Apart from that I have two approaches. The first is driven by my desire to keep the place as non-manicured as possible and Robert’s desire to have it looking reasonably tidy, or at least not abandoned. This approach is to cut the grass as seldom as I can get away with, leaving all the lawn flowers to flourish in between the cuts. I also leave the boreen/right of way above the house uncut all summer, as this is where the Chamomile (below) grows most abundantly and as it’s getting rarer in Ireland I feel privileged to have it.

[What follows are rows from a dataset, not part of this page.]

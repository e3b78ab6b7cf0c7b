use std::thread;
use std::time::Duration;

use tracing::warn;

use crate::error::GlmError;

/// Bounded exponential backoff for one idempotent remote call.
///
/// The delay after failed attempt `n` is `multiplier * 2^(n-1)`, clamped to
/// `[min_delay, max_delay]`. The policy knows nothing about the operation it
/// wraps; callers decide which errors are worth another attempt.
#[derive(Debug, Clone, Copy, PartialEq, Eq)]
pub struct RetryPolicy {
    pub max_attempts: u32,
    pub multiplier: Duration,
    pub min_delay: Duration,
    pub max_delay: Duration,
}

impl Default for RetryPolicy {
    fn default() -> Self {
        Self {
            max_attempts: 5,
            multiplier: Duration::from_secs(1),
            min_delay: Duration::from_secs(2),
            max_delay: Duration::from_secs(10),
        }
    }
}

impl RetryPolicy {
    /// No waiting between attempts.
    pub fn immediate(max_attempts: u32) -> Self {
        Self {
            max_attempts,
            multiplier: Duration::ZERO,
            min_delay: Duration::ZERO,
            max_delay: Duration::ZERO,
        }
    }

    pub fn delay_for(&self, attempt: u32) -> Duration {
        let factor = 1u32
            .checked_shl(attempt.saturating_sub(1))
            .unwrap_or(u32::MAX);
        self.multiplier
            .saturating_mul(factor)
            .clamp(self.min_delay, self.max_delay)
    }

    /// Calls `op` with the 1-based attempt number until it succeeds, fails
    /// with an error `is_retryable` rejects, or `max_attempts` calls were
    /// made. Only the last case wraps the error in `RetriesExhausted`.
    pub fn run<T, F, R>(&self, operation: &str, is_retryable: R, mut op: F) -> Result<T, GlmError>
    where
        F: FnMut(u32) -> Result<T, GlmError>,
        R: Fn(&GlmError) -> bool,
    {
        let max_attempts = self.max_attempts.max(1);
        let mut attempt = 1;
        loop {
            match op(attempt) {
                Ok(value) => return Ok(value),
                Err(err) if !is_retryable(&err) => return Err(err),
                Err(err) if attempt >= max_attempts => {
                    return Err(GlmError::RetriesExhausted {
                        operation: operation.to_string(),
                        attempts: attempt,
                        source: Box::new(err),
                    });
                }
                Err(err) => {
                    let delay = self.delay_for(attempt);
                    warn!(
                        operation,
                        attempt,
                        delay_ms = delay.as_millis() as u64,
                        error = %err,
                        "transient failure, retrying"
                    );
                    thread::sleep(delay);
                    attempt += 1;
                }
            }
        }
    }
}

The second approach is to set aside part of the garden as a perennial wildflower meadow (below). In planning and maintaining this meadow I have followed best practise as laid out by various experts in creating pollinator-friendly spaces and I am delighted with the results.

I started with a grassy slope and simply didn’t cut it for the first summer. In the autumn I had it cut and thoroughly raked. This is an important step – if you leave the cutting in the grass it fertilises or enriches it, and what you want is soil that is as impoverished as possible.

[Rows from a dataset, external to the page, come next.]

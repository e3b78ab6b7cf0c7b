use camino::{Utf8Path, Utf8PathBuf};
use serde::Serialize;
use tracing::debug;

use crate::codec::codec_for_path;
use crate::config::RecordLayout;
use crate::domain::BoundingBox;
use crate::error::GlmError;
use crate::record::Dataset;

/// Occurrence counts on a regular grid over a bounding box.
///
/// `counts[row][col]` holds latitude bin `row` and longitude bin `col`.
/// Bins are half-open except the last one on each axis, which also takes
/// points sitting exactly on the upper edge. Points outside the box are
/// not counted.
#[derive(Debug, Clone, PartialEq, Serialize)]
pub struct GridCounts {
    pub bbox: BoundingBox,
    pub divisions: usize,
    pub lon_edges: Vec<f64>,
    pub lat_edges: Vec<f64>,
    pub counts: Vec<Vec<u64>>,
    pub total: u64,
    pub max: u64,
}

impl GridCounts {
    pub fn compute(bbox: BoundingBox, divisions: usize, lons: &[f64], lats: &[f64]) -> Self {
        let divisions = divisions.max(1);
        let mut counts = vec![vec![0u64; divisions]; divisions];
        for (lon, lat) in lons.iter().zip(lats) {
            let col = bin(*lon, bbox.lon_min, bbox.lon_max, divisions);
            let row = bin(*lat, bbox.lat_min, bbox.lat_max, divisions);
            if let (Some(row), Some(col)) = (row, col) {
                counts[row][col] += 1;
            }
        }
        let total = counts.iter().flatten().sum();
        let max = counts.iter().flatten().copied().max().unwrap_or(0);
        Self {
            bbox,
            divisions,
            lon_edges: edges(bbox.lon_min, bbox.lon_max, divisions),
            lat_edges: edges(bbox.lat_min, bbox.lat_max, divisions),
            counts,
            total,
            max,
        }
    }

    /// Reads the occurrence coordinates of a merged artifact.
    pub fn from_dataset(
        dataset: &Dataset,
        layout: &RecordLayout,
        bbox: BoundingBox,
        divisions: usize,
    ) -> Result<Self, String> {
        let (lons, lats) = coordinates(dataset, layout)?;
        Ok(Self::compute(bbox, divisions, lons, lats))
    }

    /// Counts the occurrences of every artifact under `paths` together.
    /// Directories contribute each `.json` and `.nc` file they hold.
    pub fn from_artifacts(
        paths: &[Utf8PathBuf],
        layout: &RecordLayout,
        bbox: BoundingBox,
        divisions: usize,
    ) -> Result<Self, GlmError> {
        let artifacts = artifact_paths(paths)?;
        if artifacts.is_empty() {
            return Err(GlmError::Filesystem(format!(
                "no artifacts found under {}",
                paths
                    .iter()
                    .map(|p| p.as_str())
                    .collect::<Vec<_>>()
                    .join(", ")
            )));
        }
        let mut lons = Vec::new();
        let mut lats = Vec::new();
        for path in &artifacts {
            let dataset = codec_for_path(path.as_std_path())?.decode(path.as_std_path())?;
            let (lon, lat) = coordinates(&dataset, layout).map_err(|message| GlmError::Decode {
                path: path.clone().into_std_path_buf(),
                message,
            })?;
            debug!(artifact = %path, occurrences = lon.len(), "artifact loaded");
            lons.extend_from_slice(lon);
            lats.extend_from_slice(lat);
        }
        Ok(Self::compute(bbox, divisions, &lons, &lats))
    }
}

/// Expands directories into the artifacts they hold, sorted by name. Plain
/// file paths are kept as given.
pub fn artifact_paths(paths: &[Utf8PathBuf]) -> Result<Vec<Utf8PathBuf>, GlmError> {
    let mut artifacts = Vec::new();
    for path in paths {
        if !path.is_dir() {
            artifacts.push(path.clone());
            continue;
        }
        let entries = path
            .read_dir_utf8()
            .map_err(|err| GlmError::Filesystem(format!("{path}: {err}")))?;
        let mut found = Vec::new();
        for entry in entries {
            let entry = entry.map_err(|err| GlmError::Filesystem(format!("{path}: {err}")))?;
            if is_artifact(entry.path()) {
                found.push(entry.path().to_path_buf());
            }
        }
        found.sort();
        artifacts.extend(found);
    }
    Ok(artifacts)
}

fn is_artifact(path: &Utf8Path) -> bool {
    path.is_file() && matches!(path.extension(), Some("json" | "nc"))
}

fn coordinates<'a>(
    dataset: &'a Dataset,
    layout: &RecordLayout,
) -> Result<(&'a [f64], &'a [f64]), String> {
    let lons = dataset
        .variable(&layout.longitude_variable)
        .ok_or_else(|| format!("missing variable {}", layout.longitude_variable))?;
    let lats = dataset
        .variable(&layout.latitude_variable)
        .ok_or_else(|| format!("missing variable {}", layout.latitude_variable))?;
    if lons.values.len() != lats.values.len() {
        return Err(format!(
            "{} has {} values but {} has {}",
            layout.longitude_variable,
            lons.values.len(),
            layout.latitude_variable,
            lats.values.len()
        ));
    }
    Ok((&lons.values, &lats.values))
}

fn edges(min: f64, max: f64, divisions: usize) -> Vec<f64> {
    let width = (max - min) / divisions as f64;
    (0..=divisions)
        .map(|step| {
            if step == divisions {
                max
            } else {
                min + width * step as f64
            }
        })
        .collect()
}

fn bin(value: f64, min: f64, max: f64, divisions: usize) -> Option<usize> {
    if !value.is_finite() || value < min || value > max {
        return None;
    }
    if value == max {
        return Some(divisions - 1);
    }
    let width = (max - min) / divisions as f64;
    let index = ((value - min) / width) as usize;
    Some(index.min(divisions - 1))
}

Above, from the top: Oxeye Daisy; Field Wood-rush; Cat’s-ear

The following summer I just let it grow and it seemed to flourish with all sorts of grasses coming up, as well as Knapweed, Oxeye Daisies, thistles, Sheep’s-bit, Ribwort Plantain, White and Red Clover, Cat’s-ear, and lots of Bird’s-foot Trefoil.

Above, from the top: Red Clover; White Clover; Bird’s-foot Trefoil; Sheep’s-bit; A Painted Lady Butterfly and a Bumblebee on Knapweed

That autumn I had it cut and raked again but this time I introduced the only intervention that the meadow has received. Once the grass was cut and raked I broadcast Yellow Rattle seeds (bought from wildflowers.ie which guarantees to only sell native Irish seeds). Yellow Rattle (below) is a magical wildflower. It parasitises on the roots of the grasses, thinning them out and creating more bare patches where wild seeds can land and germinate. Although it does grow in the wild in West Cork it would be hard to find and harvest enough seed for my meadow.

We have lots of birds who visit our garden but I had never seen pigeons there until I sowed the Yellow Rattle. It was like a shout went out, and they descended in flocks, pecking away at all my precious seeds, with me inside banging on the windows or racing out to chase them away. I needn’t have worried too much – they left enough seeds to have a really good showing the following spring. They self-sow readily and I have now had two seasons of Yellow Rattle working away to reduce the tough grass roots.

Above: I still have lots of grass, of course – an amazing variety – and a vast extent of Ribwort Plantain

I said above this was the only intervention I have made in the meadow, but now that I think of it I have also dug out some large dock plants as it does tend to take over. I have since read that this may have been the wrong things to do as its almost impossible to get all the roots.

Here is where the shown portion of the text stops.